How to complete this task: Exact copies of all the entries below are expected in the answer.

[Exercise data Boundary: Start]

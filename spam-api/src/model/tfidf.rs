//! TF-IDF vectorizer artifact

use serde::{Deserialize, Serialize};
use std::collections::{BTreeMap, HashMap};

use super::{FeatureVector, Vectorizer};
use crate::error::{ArtifactError, InferenceError};

/// Row normalization applied after IDF weighting
#[derive(Debug, Clone, Copy, PartialEq, Eq, Deserialize, Serialize)]
#[serde(rename_all = "lowercase")]
pub enum Norm {
    L1,
    L2,
}

/// Fitted TF-IDF vectorizer
///
/// Tokens are runs of two or more word characters (letters, digits or
/// `_`); anything outside the fitted vocabulary is ignored.
#[derive(Debug, Clone, Deserialize, Serialize)]
pub struct TfidfVectorizer {
    /// Term to column index
    vocabulary: HashMap<String, usize>,
    /// Inverse document frequency per column
    idf: Vec<f64>,
    /// Use `1 + ln(tf)` instead of raw counts
    #[serde(default)]
    sublinear_tf: bool,
    #[serde(default = "default_norm")]
    norm: Option<Norm>,
    /// Lowercase tokens before the vocabulary lookup
    #[serde(default = "default_lowercase")]
    lowercase: bool,
}

fn default_norm() -> Option<Norm> {
    Some(Norm::L2)
}

fn default_lowercase() -> bool {
    true
}

impl TfidfVectorizer {
    /// Create a vectorizer with L2 normalization and raw term counts
    pub fn new(vocabulary: HashMap<String, usize>, idf: Vec<f64>) -> Result<Self, ArtifactError> {
        let vectorizer = Self {
            vocabulary,
            idf,
            sublinear_tf: false,
            norm: default_norm(),
            lowercase: true,
        };
        vectorizer.validate()?;
        Ok(vectorizer)
    }

    pub fn with_norm(mut self, norm: Option<Norm>) -> Self {
        self.norm = norm;
        self
    }

    pub fn with_sublinear_tf(mut self, sublinear_tf: bool) -> Self {
        self.sublinear_tf = sublinear_tf;
        self
    }

    /// Check that the vocabulary and IDF table agree
    pub fn validate(&self) -> Result<(), ArtifactError> {
        if self.vocabulary.is_empty() {
            return Err(ArtifactError::Invalid("Vectorizer vocabulary is empty".to_string()));
        }

        if self.idf.len() != self.vocabulary.len() {
            return Err(ArtifactError::Invalid(format!(
                "Vectorizer has {} terms but {} idf weights",
                self.vocabulary.len(),
                self.idf.len()
            )));
        }

        if let Some((term, index)) = self.vocabulary.iter().find(|(_, i)| **i >= self.idf.len()) {
            return Err(ArtifactError::Invalid(format!(
                "Term '{}' maps to column {} outside of {} columns",
                term,
                index,
                self.idf.len()
            )));
        }

        if self.idf.iter().any(|w| !w.is_finite()) {
            return Err(ArtifactError::Invalid(
                "Vectorizer idf contains non-finite weights".to_string(),
            ));
        }

        Ok(())
    }

    pub fn vocabulary_size(&self) -> usize {
        self.vocabulary.len()
    }

    fn term_counts(&self, text: &str) -> BTreeMap<usize, f64> {
        let mut counts = BTreeMap::new();

        for token in tokenize(text) {
            let index = if self.lowercase {
                self.vocabulary.get(&token.to_lowercase())
            } else {
                self.vocabulary.get(token)
            };

            if let Some(&index) = index {
                *counts.entry(index).or_insert(0.0) += 1.0;
            }
        }

        counts
    }
}

/// Split text into runs of two or more word characters
fn tokenize(text: &str) -> impl Iterator<Item = &str> {
    text.split(|c: char| !(c.is_alphanumeric() || c == '_'))
        .filter(|token| token.chars().nth(1).is_some())
}

impl Vectorizer for TfidfVectorizer {
    fn transform(&self, text: &str) -> Result<FeatureVector, InferenceError> {
        let mut entries: Vec<(usize, f64)> = self
            .term_counts(text)
            .into_iter()
            .map(|(index, tf)| {
                let tf = if self.sublinear_tf { 1.0 + tf.ln() } else { tf };
                (index, tf * self.idf[index])
            })
            .collect();

        let length = match self.norm {
            Some(Norm::L2) => entries.iter().map(|(_, w)| w * w).sum::<f64>().sqrt(),
            Some(Norm::L1) => entries.iter().map(|(_, w)| w.abs()).sum::<f64>(),
            None => 1.0,
        };

        if length > 0.0 {
            for (_, weight) in &mut entries {
                *weight /= length;
            }
        }

        Ok(FeatureVector::new(self.idf.len(), entries))
    }

    fn dimension(&self) -> usize {
        self.idf.len()
    }

    fn name(&self) -> &str {
        "tfidf"
    }
}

[Exercise data Boundary: End]

Written answer:
filename spam-api/src/model/tfidf.rs
//! TF-IDF vectorizer artifact

use serde::{Deserialize, Serialize};
use std::collections::{BTreeMap, HashMap};

use super::{FeatureVector, Vectorizer};
use crate::error::{ArtifactError, InferenceError};

/// Row normalization applied after IDF weighting
#[derive(Debug, Clone, Copy, PartialEq, Eq, Deserialize, Serialize)]
#[serde(rename_all = "lowercase")]
pub enum Norm {
    L1,
    L2,
}

/// Fitted TF-IDF vectorizer
///
/// Tokens are runs of two or more word characters (letters, digits or
/// `_`); anything outside the fitted vocabulary is ignored.
#[derive(Debug, Clone, Deserialize, Serialize)]
pub struct TfidfVectorizer {
    /// Term to column index
    vocabulary: HashMap<String, usize>,
    /// Inverse document frequency per column
    idf: Vec<f64>,
    /// Use `1 + ln(tf)` instead of raw counts
    #[serde(default)]
    sublinear_tf: bool,
    #[serde(default = "default_norm")]
    norm: Option<Norm>,
    /// Lowercase tokens before the vocabulary lookup
    #[serde(default = "default_lowercase")]
    lowercase: bool,
}

fn default_norm() -> Option<Norm> {
    Some(Norm::L2)
}

fn default_lowercase() -> bool {
    true
}

impl TfidfVectorizer {
    /// Create a vectorizer with L2 normalization and raw term counts
    pub fn new(vocabulary: HashMap<String, usize>, idf: Vec<f64>) -> Result<Self, ArtifactError> {
        let vectorizer = Self {
            vocabulary,
            idf,
            sublinear_tf: false,
            norm: default_norm(),
            lowercase: true,
        };
        vectorizer.validate()?;
        Ok(vectorizer)
    }

    pub fn with_norm(mut self, norm: Option<Norm>) -> Self {
        self.norm = norm;
        self
    }

    pub fn with_sublinear_tf(mut self, sublinear_tf: bool) -> Self {
        self.sublinear_tf = sublinear_tf;
        self
    }

    /// Check that the vocabulary and IDF table agree
    pub fn validate(&self) -> Result<(), ArtifactError> {
        if self.vocabulary.is_empty() {
            return Err(ArtifactError::Invalid("Vectorizer vocabulary is empty".to_string()));
        }

        if self.idf.len() != self.vocabulary.len() {
            return Err(ArtifactError::Invalid(format!(
                "Vectorizer has {} terms but {} idf weights",
                self.vocabulary.len(),
                self.idf.len()
            )));
        }

        if let Some((term, index)) = self.vocabulary.iter().find(|(_, i)| **i >= self.idf.len()) {
            return Err(ArtifactError::Invalid(format!(
                "Term '{}' maps to column {} outside of {} columns",
                term,
                index,
                self.idf.len()
            )));
        }

        if self.idf.iter().any(|w| !w.is_finite()) {
            return Err(ArtifactError::Invalid(
                "Vectorizer idf contains non-finite weights".to_string(),
            ));
        }

        Ok(())
    }

    pub fn vocabulary_size(&self) -> usize {
        self.vocabulary.len()
    }

    fn term_counts(&self, text: &str) -> BTreeMap<usize, f64> {
        let mut counts = BTreeMap::new();

        for token in tokenize(text) {
            let index = if self.lowercase {
                self.vocabulary.get(&token.to_lowercase())
            } else {
                self.vocabulary.get(token)
            };

            if let Some(&index) = index {
                *counts.entry(index).or_insert(0.0) += 1.0;
            }
        }

        counts
    }
}

/// Split text into runs of two or more word characters
fn tokenize(text: &str) -> impl Iterator<Item = &str> {
    text.split(|c: char| !(c.is_alphanumeric() || c == '_'))
        .filter(|token| token.chars().nth(1).is_some())
}

impl Vectorizer for TfidfVectorizer {
    fn transform(&self, text: &str) -> Result<FeatureVector, InferenceError> {
        let mut entries: Vec<(usize, f64)> = self
            .term_counts(text)
            .into_iter()
            .map(|(index, tf)| {
                let tf = if self.sublinear_tf { 1.0 + tf.ln() } else { tf };
                (index, tf * self.idf[index])
            })
            .collect();

        let length = match self.norm {
            Some(Norm::L2) => entries.iter().map(|(_, w)| w * w).sum::<f64>().sqrt(),
            Some(Norm::L1) => entries.iter().map(|(_, w)| w.abs()).sum::<f64>(),
            None => 1.0,
        };

        if length > 0.0 {
            for (_, weight) in &mut entries {
                *weight /= length;
            }
        }

        Ok(FeatureVector::new(self.idf.len(), entries))
    }

    fn dimension(&self) -> usize {
        self.idf.len()
    }

    fn name(&self) -> &str {
        "tfidf"
    }
}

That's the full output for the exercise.